TO DO: Select the lines of the records containing the word "StepResponse" and list them.

MATERIAL TO PROCESS:

===

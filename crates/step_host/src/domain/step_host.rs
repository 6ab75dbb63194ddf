use crate::domain::{InvokeError, Step, StepFailure, StepInvoker};
use async_trait::async_trait;
use bytes::Bytes;
use common::domain::{
    DomainError, Message, PipelineError, WireFormat, ERRORS_ROUTING_KEY,
};
use futures::FutureExt;
use std::any::Any;
use std::panic::AssertUnwindSafe;
use std::sync::Arc;
use tracing::{debug, error, instrument, warn};

/// Label used for error envelopes when a delivery arrives without a topic.
pub const NO_TOPIC: &str = "No Topic";

/// One inbound delivery as the host sees it.
#[derive(Debug, Clone)]
pub struct StepRequest {
    /// Topic the delivery arrived on; also names the worker in error envelopes
    pub topic: Option<String>,
    pub body: Bytes,
}

impl StepRequest {
    pub fn new(topic: Option<String>, body: impl Into<Bytes>) -> Self {
        Self {
            topic,
            body: body.into(),
        }
    }
}

/// Serialized output of an invocation and where to send it next.
#[derive(Debug, Clone, PartialEq)]
pub struct StepResponse {
    pub routing_key: String,
    pub body: Bytes,
}

/// Runs a [`Step`] under the pipeline invocation protocol.
///
/// Parses the inbound wire form, hands the message to the step, advances the
/// pipeline on success and wraps any failure in a [`PipelineError`] routed to
/// the errors topic. Every outcome is a response; nothing is left for the
/// transport to handle.
#[derive(Clone)]
pub struct StepHost {
    step: Arc<dyn Step>,
}

impl StepHost {
    pub fn new(step: Arc<dyn Step>) -> Self {
        Self { step }
    }

    #[instrument(skip_all, fields(label = request.topic.as_deref().unwrap_or(NO_TOPIC)))]
    pub async fn handle(&self, request: StepRequest) -> StepResponse {
        let label = request.topic.unwrap_or_else(|| NO_TOPIC.to_string());

        let original = match Message::from_wire(&request.body) {
            Ok(message) => message,
            Err(e) => {
                warn!(error = %e, "discarding unparseable message");
                return error_response(PipelineError::unparsed(&label, &e));
            }
        };

        let tracing_id = original.tracing_id.clone();
        let input = original.clone();
        let outcome = AssertUnwindSafe(async { self.step.process(input).await })
            .catch_unwind()
            .await
            .unwrap_or_else(|panic| Err(panicked(panic)));

        match outcome.and_then(advance) {
            Ok(response) => {
                debug!(
                    tracing_id = %tracing_id,
                    routing_key = %response.routing_key,
                    "step completed"
                );
                response
            }
            Err(failure) => {
                warn!(
                    tracing_id = %tracing_id,
                    kind = failure.error.kind(),
                    error = %failure.error,
                    "step failed"
                );
                let attempt = failure.attempt.unwrap_or_else(|| original.clone());
                error_response(PipelineError::new(original, attempt, &label, &failure.error))
            }
        }
    }
}

#[async_trait]
impl StepInvoker for StepHost {
    async fn invoke(&self, request: StepRequest) -> Result<StepResponse, InvokeError> {
        Ok(self.handle(request).await)
    }
}

/// A panicking step fails like any other, with the panic text as the cause.
fn panicked(panic: Box<dyn Any + Send>) -> StepFailure {
    let text = panic
        .downcast_ref::<&'static str>()
        .map(|msg| msg.to_string())
        .or_else(|| panic.downcast_ref::<String>().cloned())
        .unwrap_or_else(|| "unknown panic".to_string());
    StepFailure::new(anyhow::anyhow!("step panicked: {text}"))
}

/// Move the processed message to its next step and serialize it for that step.
fn advance(mut message: Message) -> Result<StepResponse, StepFailure> {
    let routing_key = match message.next_step() {
        Ok(step) => step.to_string(),
        Err(e) => return Err(StepFailure::new(e).with_attempt(message)),
    };

    match message.to_wire() {
        Ok(body) => Ok(StepResponse {
            routing_key,
            body: Bytes::from(body),
        }),
        Err(e) => Err(StepFailure::new(e).with_attempt(message)),
    }
}

fn error_response(envelope: PipelineError) -> StepResponse {
    let body = envelope.to_wire().unwrap_or_else(|e| {
        error!(error = %e, tracing_id = %envelope.tracing_id, "failed to serialize error envelope");
        let fallback = PipelineError::unparsed(
            envelope.worker.clone(),
            &DomainError::MalformedMessage(e.to_string()),
        );
        fallback.to_wire().unwrap_or_default()
    });

    StepResponse {
        routing_key: ERRORS_ROUTING_KEY.to_string(),
        body: Bytes::from(body),
    }
}

#[cfg(test)]
mod tests {
    use super::*;
    use crate::domain::MockStep;
    use common::domain::UNKNOWN_TRACING_ID;

    fn wire(steps: &[&str], step_index: usize) -> Bytes {
        let mut message = Message::new(
            5,
            "secret",
            "pipeline-1",
            steps.iter().map(|s| s.to_string()).collect(),
        )
        .with_payload(b"hello".to_vec());
        message.step_index = step_index;
        Bytes::from(message.to_wire().unwrap())
    }

    fn host(step: MockStep) -> StepHost {
        StepHost::new(Arc::new(step))
    }

    fn envelope(response: &StepResponse) -> PipelineError {
        serde_json::from_slice(&response.body).unwrap()
    }

    #[tokio::test]
    async fn test_success_routes_to_next_step() {
        let mut step = MockStep::new();
        step.expect_process().times(1).returning(|mut message| {
            message.payload = b"decoded".to_vec();
            Ok(message)
        });

        let response = host(step)
            .handle(StepRequest::new(Some("a".into()), wire(&["a", "b", "c"], 0)))
            .await;

        assert_eq!(response.routing_key, "b");
        let forwarded = Message::from_wire(&response.body).unwrap();
        assert_eq!(forwarded.step_index, 1);
        assert_eq!(forwarded.payload, b"decoded");
    }

    #[tokio::test]
    async fn test_last_step_routes_to_errors() {
        let mut step = MockStep::new();
        step.expect_process().returning(Ok);

        let response = host(step)
            .handle(StepRequest::new(Some("b".into()), wire(&["a", "b"], 1)))
            .await;

        assert_eq!(response.routing_key, "errors");
        let envelope = envelope(&response);
        assert!(envelope.error.contains("NoStepsRemaining"));
        assert_eq!(envelope.received_by_worker.unwrap().step_index, 1);
        assert_eq!(envelope.processing_attempt.unwrap().step_index, 2);
    }

    #[tokio::test]
    async fn test_step_failure_keeps_original_and_attempt() {
        let mut step = MockStep::new();
        step.expect_process().returning(|mut message| {
            message.payload = b"partial".to_vec();
            Err(StepFailure::new(anyhow::anyhow!("checksum mismatch")).with_attempt(message))
        });

        let response = host(step)
            .handle(StepRequest::new(Some("decoder".into()), wire(&["decoder", "b"], 0)))
            .await;

        assert_eq!(response.routing_key, "errors");
        let envelope = envelope(&response);
        assert_eq!(envelope.worker, "decoder");
        assert_eq!(envelope.queue, "decoder");
        assert!(envelope.error.starts_with("StepFailed: "));
        assert!(envelope.error.contains("checksum mismatch"));
        assert_eq!(envelope.received_by_worker.unwrap().payload, b"hello");
        assert_eq!(envelope.processing_attempt.unwrap().payload, b"partial");
    }

    #[tokio::test]
    async fn test_failure_without_attempt_reports_input() {
        let mut step = MockStep::new();
        step.expect_process()
            .returning(|_| Err(DomainError::DeviceMatchAmbiguous("no device".into()).into()));

        let response = host(step)
            .handle(StepRequest::new(Some("a".into()), wire(&["a", "b"], 0)))
            .await;

        let envelope = envelope(&response);
        assert_eq!(envelope.received_by_worker, envelope.processing_attempt);
        assert!(envelope.error.starts_with("DeviceMatchAmbiguous: no device"));
    }

    #[tokio::test]
    async fn test_unparseable_body_yields_minimal_envelope() {
        let mut step = MockStep::new();
        step.expect_process().never();

        let response = host(step)
            .handle(StepRequest::new(None, Bytes::from_static(b"{\"tracing_id\": 1}")))
            .await;

        assert_eq!(response.routing_key, "errors");
        let envelope = envelope(&response);
        assert_eq!(envelope.tracing_id, UNKNOWN_TRACING_ID);
        assert_eq!(envelope.worker, NO_TOPIC);
        assert_eq!(envelope.queue, NO_TOPIC);
        assert!(envelope.received_by_worker.is_none());
        assert!(envelope.processing_attempt.is_none());
        assert!(envelope.error.starts_with("MissingRequiredProperties"));
    }

    /// Indexes past the end of its payload
    struct OutOfBoundsStep;

    #[async_trait]
    impl Step for OutOfBoundsStep {
        async fn process(&self, mut message: Message) -> Result<Message, StepFailure> {
            let byte = message.payload[10];
            message.payload = vec![byte];
            Ok(message)
        }
    }

    #[tokio::test]
    async fn test_panicking_step_routes_to_errors() {
        let host = StepHost::new(Arc::new(OutOfBoundsStep));
        let mut message = Message::new(5, "secret", "pipeline-1", vec!["a".into(), "b".into()]);
        message.tracing_id = "t-panic".to_string();

        let response = host
            .handle(StepRequest::new(
                Some("a".into()),
                Bytes::from(message.to_wire().unwrap()),
            ))
            .await;

        assert_eq!(response.routing_key, "errors");
        let envelope = envelope(&response);
        assert_eq!(envelope.tracing_id, "t-panic");
        assert_eq!(envelope.worker, "a");
        assert!(envelope.error.starts_with("StepFailed: "));
        assert!(envelope.error.contains("step panicked"));
        assert!(envelope.error.contains("index out of bounds"));
        assert_eq!(envelope.processing_attempt, Some(message));
    }

    #[tokio::test]
    async fn test_invoke_never_fails() {
        let mut step = MockStep::new();
        step.expect_process().returning(Ok);

        let result = host(step)
            .invoke(StepRequest::new(None, Bytes::from_static(b"garbage")))
            .await;

        assert_eq!(result.unwrap().routing_key, "errors");
    }
}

===

ANSWER AREA:
pub struct StepResponse {
    pub async fn handle(&self, request: StepRequest) -> StepResponse {
    async fn invoke(&self, request: StepRequest) -> Result<StepResponse, InvokeError> {
fn advance(mut message: Message) -> Result<StepResponse, StepFailure> {
        Ok(body) => Ok(StepResponse {
fn error_response(envelope: PipelineError) -> StepResponse {
    StepResponse {
    fn envelope(response: &StepResponse) -> PipelineError {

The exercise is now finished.